I am mostly on track per my Weeks 1 and 2 schedule. I currently
have an OpenGL renderer, and conventionally implemented
vertex/fragment shaders which can shade according to diffuse/specular
highlights from up to 1024 lights at the moment (however, this limit
can probably be increased). While rendering, the user is also able
to move and rotate the camera freely, a feature which I was not
expecting to complete until much later. Additionally, I also have
a .obj file loader, which will enable me to create scenes using
free online or educational models; I've tested it on a few models, such as
the "suzanne" monkey head model as well as a 130k vertex
Dodge Charger model. However, some of my core code I had hoped
to be done with in these two weeks is not polished enough; for instance,
my renderer can only support one texture at the moment, and the Dodge
Charger model's hood doesn't render, which I'm still debugging.
While I don't have any results, my harness is good enough that
it should be easy to test them (I'm able to render an image and time
how long it takes to render it, load arbitrary .obj files, and
configure my light settings programatically).
Re project comments:
1. The benchmark of suite scenes will be a mixture of a few types:
test models (like the suzanne monkey head and cornell box), random free
models such as the Dodge charger to randomly sample how my algorithm
performs on "real" models, and programatically generated scenes
to measure how aspects of the scene affect conventional/deferred
shading performance. I don't plan to perform light performance
optimizations such as light culling, since the project is more about
shader complexity vs. when to switch from conventional to deferred shading
(and a shader for various amounts of lights provides a flexible way
of tweaking the shader's complexity).
2. I will be implementing two versions of the shader by hand.

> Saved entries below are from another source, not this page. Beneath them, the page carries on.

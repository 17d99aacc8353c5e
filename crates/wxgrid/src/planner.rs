use std::fmt;
use time::{OffsetDateTime, UtcOffset};

use crate::Family;

/// The time partition a shard holds.
#[derive(Clone, Copy, Debug, PartialEq, Eq, Hash, PartialOrd, Ord)]
pub enum ShardPeriod {
    Year(i32),
    /// In-progress partition for the present year, still being appended to.
    Current,
    /// Multi-year hourly averages keyed by calendar position.
    Climatology,
}

impl fmt::Display for ShardPeriod {
    fn fmt(&self, f: &mut fmt::Formatter<'_>) -> fmt::Result {
        match self {
            ShardPeriod::Year(year) => write!(f, "{:04}", year),
            ShardPeriod::Current => write!(f, "current"),
            ShardPeriod::Climatology => write!(f, "climatology"),
        }
    }
}

/// Yearly shards that can hold rows inside `[start, end]`.
///
/// Shards are partitioned by UTC year, but callers reason in local time, so
/// both readings of each bound are considered: a local New Year's Eve west
/// of Greenwich already lives in next year's UTC shard. Years before the
/// family's coverage floor or after `present_year` are skipped, and the
/// in-progress `current` shard is added once the window reaches the present.
pub fn plan_periods(
    family: Family,
    start: OffsetDateTime,
    end: OffsetDateTime,
    offset: UtcOffset,
    present_year: i32,
) -> Vec<ShardPeriod> {
    let first = start
        .to_offset(UtcOffset::UTC)
        .year()
        .min(start.to_offset(offset).year())
        .max(family.coverage_floor());
    let last_in_window = end
        .to_offset(UtcOffset::UTC)
        .year()
        .max(end.to_offset(offset).year());
    let last = last_in_window.min(present_year);

    let mut periods: Vec<ShardPeriod> = (first..=last).map(ShardPeriod::Year).collect();
    if last_in_window >= present_year && first <= present_year {
        periods.push(ShardPeriod::Current);
    }
    periods
}

#[cfg(test)]
mod tests {
    use super::*;
    use time::macros::{datetime, offset};

    #[test]
    fn local_year_end_reaches_into_next_utc_year() {
        let start = datetime!(2018-11-01 0:00 -5);
        let end = datetime!(2018-12-31 23:59:59 -5);
        let periods = plan_periods(Family::Model, start, end, offset!(-5), 2024);
        assert_eq!(
            periods,
            vec![ShardPeriod::Year(2018), ShardPeriod::Year(2019)]
        );
    }

    #[test]
    fn east_of_greenwich_reaches_back_a_year() {
        let start = datetime!(2019-01-01 0:00 +9);
        let end = datetime!(2019-01-05 0:00 +9);
        let periods = plan_periods(Family::Model, start, end, offset!(+9), 2024);
        assert_eq!(
            periods,
            vec![ShardPeriod::Year(2018), ShardPeriod::Year(2019)]
        );
    }

    #[test]
    fn coverage_floor_differs_per_family() {
        let start = datetime!(2010-06-01 0:00 UTC);
        let end = datetime!(2016-02-01 0:00 UTC);
        let model = plan_periods(Family::Model, start, end, UtcOffset::UTC, 2024);
        let radar = plan_periods(Family::Radar, start, end, UtcOffset::UTC, 2024);
        assert_eq!(model.first(), Some(&ShardPeriod::Year(2010)));
        assert_eq!(model.len(), 7);
        assert_eq!(
            radar,
            vec![ShardPeriod::Year(2015), ShardPeriod::Year(2016)]
        );
    }

    #[test]
    fn present_year_adds_current_shard() {
        let start = datetime!(2023-12-01 0:00 UTC);
        let end = datetime!(2026-03-01 0:00 UTC);
        let periods = plan_periods(Family::Radar, start, end, UtcOffset::UTC, 2024);
        assert_eq!(
            periods,
            vec![
                ShardPeriod::Year(2023),
                ShardPeriod::Year(2024),
                ShardPeriod::Current
            ]
        );
    }

    #[test]
    fn windows_before_coverage_plan_nothing() {
        let start = datetime!(2001-01-01 0:00 UTC);
        let end = datetime!(2003-01-01 0:00 UTC);
        assert!(plan_periods(Family::Model, start, end, UtcOffset::UTC, 2024).is_empty());
    }
}
use serde::{Deserialize, Serialize};
use std::{fmt, str::FromStr};
use utoipa::ToSchema;

use crate::Family;

#[derive(thiserror::Error, Debug, PartialEq)]
#[error("unknown attribute: {0}")]
pub struct UnknownAttribute(pub String);

/// How an attribute behaves when hourly rows are bucketed.
#[derive(Clone, Copy, Debug, PartialEq, Eq)]
pub enum Kind {
    /// Accumulated over time, buckets hold the sum.
    Flux,
    /// Instantaneous state, buckets hold min/max/avg.
    State,
}

#[derive(
    Clone, Copy, Debug, PartialEq, Eq, Hash, PartialOrd, Ord, Serialize, Deserialize, ToSchema,
)]
#[serde(rename_all = "snake_case")]
pub enum Attribute {
    AirTemperature,
    RelativeHumidity,
    SpecificHumidity,
    Pressure,
    ZonalWindSpeed,
    MeridionalWindSpeed,
    WindSpeed,
    WindDirection,
    ShortwaveRadiation,
    LongwaveRadiation,
    Precipitation,
    PotentialEvaporation,
}

impl Attribute {
    pub const ALL: [Attribute; 12] = [
        Attribute::AirTemperature,
        Attribute::RelativeHumidity,
        Attribute::SpecificHumidity,
        Attribute::Pressure,
        Attribute::ZonalWindSpeed,
        Attribute::MeridionalWindSpeed,
        Attribute::WindSpeed,
        Attribute::WindDirection,
        Attribute::ShortwaveRadiation,
        Attribute::LongwaveRadiation,
        Attribute::Precipitation,
        Attribute::PotentialEvaporation,
    ];

    pub fn name(&self) -> &'static str {
        match self {
            Attribute::AirTemperature => "air_temperature",
            Attribute::RelativeHumidity => "relative_humidity",
            Attribute::SpecificHumidity => "specific_humidity",
            Attribute::Pressure => "pressure",
            Attribute::ZonalWindSpeed => "zonal_wind_speed",
            Attribute::MeridionalWindSpeed => "meridional_wind_speed",
            Attribute::WindSpeed => "wind_speed",
            Attribute::WindDirection => "wind_direction",
            Attribute::ShortwaveRadiation => "shortwave_radiation",
            Attribute::LongwaveRadiation => "longwave_radiation",
            Attribute::Precipitation => "precipitation",
            Attribute::PotentialEvaporation => "potential_evaporation",
        }
    }

    pub fn aliases(&self) -> &'static [&'static str] {
        match self {
            Attribute::AirTemperature => &["tmp", "temperature"],
            Attribute::RelativeHumidity => &["rh", "humidity"],
            Attribute::SpecificHumidity => &["spfh"],
            Attribute::Pressure => &["pres"],
            Attribute::ZonalWindSpeed => &["ugrd"],
            Attribute::MeridionalWindSpeed => &["vgrd"],
            Attribute::WindSpeed => &["wind"],
            Attribute::WindDirection => &["wdir"],
            Attribute::ShortwaveRadiation => &["dswrf"],
            Attribute::LongwaveRadiation => &["dlwrf"],
            Attribute::Precipitation => &["apcp", "rain"],
            Attribute::PotentialEvaporation => &["pevap"],
        }
    }

    pub fn unit(&self) -> &'static str {
        match self {
            Attribute::AirTemperature => "degC",
            Attribute::RelativeHumidity => "%",
            Attribute::SpecificHumidity => "kg/kg",
            Attribute::Pressure => "Pa",
            Attribute::ZonalWindSpeed | Attribute::MeridionalWindSpeed | Attribute::WindSpeed => {
                "m/s"
            }
            Attribute::WindDirection => "degrees",
            Attribute::ShortwaveRadiation | Attribute::LongwaveRadiation => "W/m^2",
            Attribute::Precipitation | Attribute::PotentialEvaporation => "mm",
        }
    }

    pub fn kind(&self) -> Kind {
        match self {
            Attribute::ShortwaveRadiation
            | Attribute::LongwaveRadiation
            | Attribute::Precipitation
            | Attribute::PotentialEvaporation => Kind::Flux,
            _ => Kind::State,
        }
    }

    /// SQL expression over a shard's short-code columns, or `None` when the
    /// family does not carry the attribute.
    pub fn source_expression(&self, family: Family) -> Option<&'static str> {
        match family {
            Family::Model => Some(match self {
                Attribute::AirTemperature => "tmp",
                Attribute::RelativeHumidity => "rh",
                Attribute::SpecificHumidity => "spfh",
                Attribute::Pressure => "pres",
                Attribute::ZonalWindSpeed => "ugrd",
                Attribute::MeridionalWindSpeed => "vgrd",
                Attribute::WindSpeed => "sqrt(ugrd * ugrd + vgrd * vgrd)",
                Attribute::WindDirection => "fmod(degrees(atan2(-ugrd, -vgrd)) + 360, 360)",
                Attribute::ShortwaveRadiation => "dswrf",
                Attribute::LongwaveRadiation => "dlwrf",
                Attribute::Precipitation => "apcp",
                Attribute::PotentialEvaporation => "pevap",
            }),
            Family::Radar => match self {
                Attribute::Precipitation => Some("qpe"),
                _ => None,
            },
        }
    }

    /// Column names this attribute produces in bucketed output.
    pub fn bucket_columns(&self) -> Vec<String> {
        match self.kind() {
            Kind::Flux => vec![self.name().to_string()],
            Kind::State => ["min", "max", "avg"]
                .iter()
                .map(|stat| format!("{}_{}", stat, self.name()))
                .collect(),
        }
    }
}

impl fmt::Display for Attribute {
    fn fmt(&self, f: &mut fmt::Formatter<'_>) -> fmt::Result {
        write!(f, "{}", self.name())
    }
}

impl FromStr for Attribute {
    type Err = UnknownAttribute;

    fn from_str(s: &str) -> Result<Self, Self::Err> {
        let wanted = s.trim().to_lowercase();
        Attribute::ALL
            .into_iter()
            .find(|attribute| {
                attribute.name() == wanted || attribute.aliases().contains(&wanted.as_str())
            })
            .ok_or_else(|| UnknownAttribute(s.trim().to_string()))
    }
}

/// Parse a comma separated attribute list, keeping request order and dropping repeats.
pub fn parse_attributes(list: &str) -> Result<Vec<Attribute>, UnknownAttribute> {
    let mut attributes = Vec::new();
    for raw in list.split(',').filter(|piece| !piece.trim().is_empty()) {
        let attribute: Attribute = raw.parse()?;
        if !attributes.contains(&attribute) {
            attributes.push(attribute);
        }
    }
    Ok(attributes)
}

#[cfg(test)]
mod tests {
    use super::*;

    #[test]
    fn short_codes_and_aliases_resolve_to_canonical_names() {
        assert_eq!("tmp".parse::<Attribute>(), Ok(Attribute::AirTemperature));
        assert_eq!("APCP".parse::<Attribute>(), Ok(Attribute::Precipitation));
        assert_eq!(
            " relative_humidity ".parse::<Attribute>(),
            Ok(Attribute::RelativeHumidity)
        );
        assert_eq!(
            "snowfall".parse::<Attribute>(),
            Err(UnknownAttribute("snowfall".to_string()))
        );
    }

    #[test]
    fn attribute_lists_keep_order_and_drop_repeats() {
        let parsed = parse_attributes("rain, tmp,precipitation,,wind").unwrap();
        assert_eq!(
            parsed,
            vec![
                Attribute::Precipitation,
                Attribute::AirTemperature,
                Attribute::WindSpeed
            ]
        );
    }

    #[test]
    fn radar_family_only_carries_precipitation() {
        for attribute in Attribute::ALL {
            let radar = attribute.source_expression(Family::Radar);
            assert_eq!(radar.is_some(), attribute == Attribute::Precipitation);
            assert!(attribute.source_expression(Family::Model).is_some());
        }
    }

    #[test]
    fn bucket_columns_depend_on_kind() {
        assert_eq!(Attribute::Precipitation.bucket_columns(), vec!["precipitation"]);
        assert_eq!(
            Attribute::AirTemperature.bucket_columns(),
            vec![
                "min_air_temperature",
                "max_air_temperature",
                "avg_air_temperature"
            ]
        );
    }
}
use anyhow::anyhow;
use axum::serve;
use futures::TryFutureExt;
use log::{error, info, warn};
use std::{net::SocketAddr, str::FromStr};
use tokio::{net::TcpListener, signal};
use wxgrid::{
    app, build_app_state, create_dir_all, get_config_info, get_log_level, is_directory,
    setup_logger, Settings,
};

#[tokio::main]
async fn main() -> anyhow::Result<()> {
    let cli = get_config_info();
    let log_level = get_log_level(&cli);

    setup_logger()
        .level(log_level)
        .level_for("duckdb", log_level)
        .level_for("wxgrid", log_level)
        .level_for("http_response", log_level)
        .level_for("http_request", log_level)
        .apply()?;

    let data_dir = cli.data_dir();
    let state_dir = cli.state_dir();
    let host = cli.host();
    let port = cli.port();

    if !is_directory(&data_dir) {
        warn!("shard directory {} does not exist yet, every query will be empty", data_dir);
    }
    create_dir_all(&state_dir)?;
    if cli.geocoder_key().is_empty() {
        warn!("no geocoder key configured, place names and local offsets will not resolve");
    }

    let socket_addr = SocketAddr::from_str(&format!("{}:{}", host, port))
        .map_err(|e| anyhow!("invalid address: {}", e))?;

    let listener = TcpListener::bind(socket_addr)
        .map_err(|e| anyhow!("error binding to socket: {}", e))
        .await?;

    info!("wxgrid starting...");
    info!("  Listen: http://{}", socket_addr);
    info!("  Docs:   http://{}/docs", socket_addr);
    info!("  Shards: {}", data_dir);
    info!("  State:  {}", state_dir);

    let settings = Settings {
        data_dir,
        state_dir,
        geocoder_url: cli.geocoder_url(),
        geocoder_key: cli.geocoder_key(),
        user_agent: cli.user_agent(),
        max_concurrent_queries: cli.max_concurrent_queries(),
        shard_recheck: cli.shard_recheck(),
        radar_lag: cli.radar_lag(),
        cache_retention: cli.cache_retention(),
        cache_sweep_interval: cli.cache_sweep_interval(),
    };

    let app_state = build_app_state(settings).await.map_err(|e| {
        error!("error building app: {}", e);
        e
    })?;
    let weather = app_state.weather.clone();

    let app = app(app_state);

    serve(
        listener,
        app.into_make_service_with_connect_info::<SocketAddr>(),
    )
    .with_graceful_shutdown(shutdown_signal())
    .await?;

    weather.shutdown().await;

    Ok(())
}

async fn shutdown_signal() {
    let ctrl_c = async {
        signal::ctrl_c()
            .await
            .expect("failed to install Ctrl+C handler");
    };

    #[cfg(unix)]
    let terminate = async {
        signal::unix::signal(signal::unix::SignalKind::terminate())
            .expect("failed to install signal handler")
            .recv()
            .await;
    };

    #[cfg(not(unix))]
    let terminate = std::future::pending::<()>();

    tokio::select! {
        _ = ctrl_c => {},
        _ = terminate => {},
    }
}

3. I'll be comparing policies by running a few frames of both forward
and conventional rendering before actually drawing anything to determine
what their performances would be (the policy wouldn't receive this
information); then, I would know the optimal
choice (and framerate) for the current view, and when the policy makes
its choice and perf measurements, compare that against the true best.
Then I could compare the true optimal framerates against what the user
would see based on the policy's choice.
My updated schedule:
Week 3: Debug rendering issues, create testing harness for running a
set of scenes with variable amounts of lighting.
Week 4: Write deferred shader. Start work on recording,replaying
user movements for perf profiling.
Checkpoint 2: Both deferred, conventional shaders will be working.
Test harness will be able to load, run scenes, take perf measurements,
and output results to a file. However, a scene at this point would
be a static snapshot; perf measurements would just be comparing
how long it took to render a snapshot, and there would be no policies yet.
Week 5: Finish system for recording, replaying user movements for profiling.
Test harness will now be able to use replayed user movements to
benchmark policy performance.
Week 6: Policy design, implementation, performance comparisons.
Presentation: Performance graphs; what policies perform best on which
scenes, and why? What scene parameters (such as how many samples end up
occluded) affect performance of the two rendering systems, and
to what extent?
The project goal is to dynamically switch between a deferred or regular
shading method, using a yet-to-be discovered heuristic for which
would run faster for the current scene.
Deferred shading is a popular method for rendering scenes. Instead of
shading each sample regardless of whether it will actually be visible,
deferred shading first determines what will be visible, and then shades.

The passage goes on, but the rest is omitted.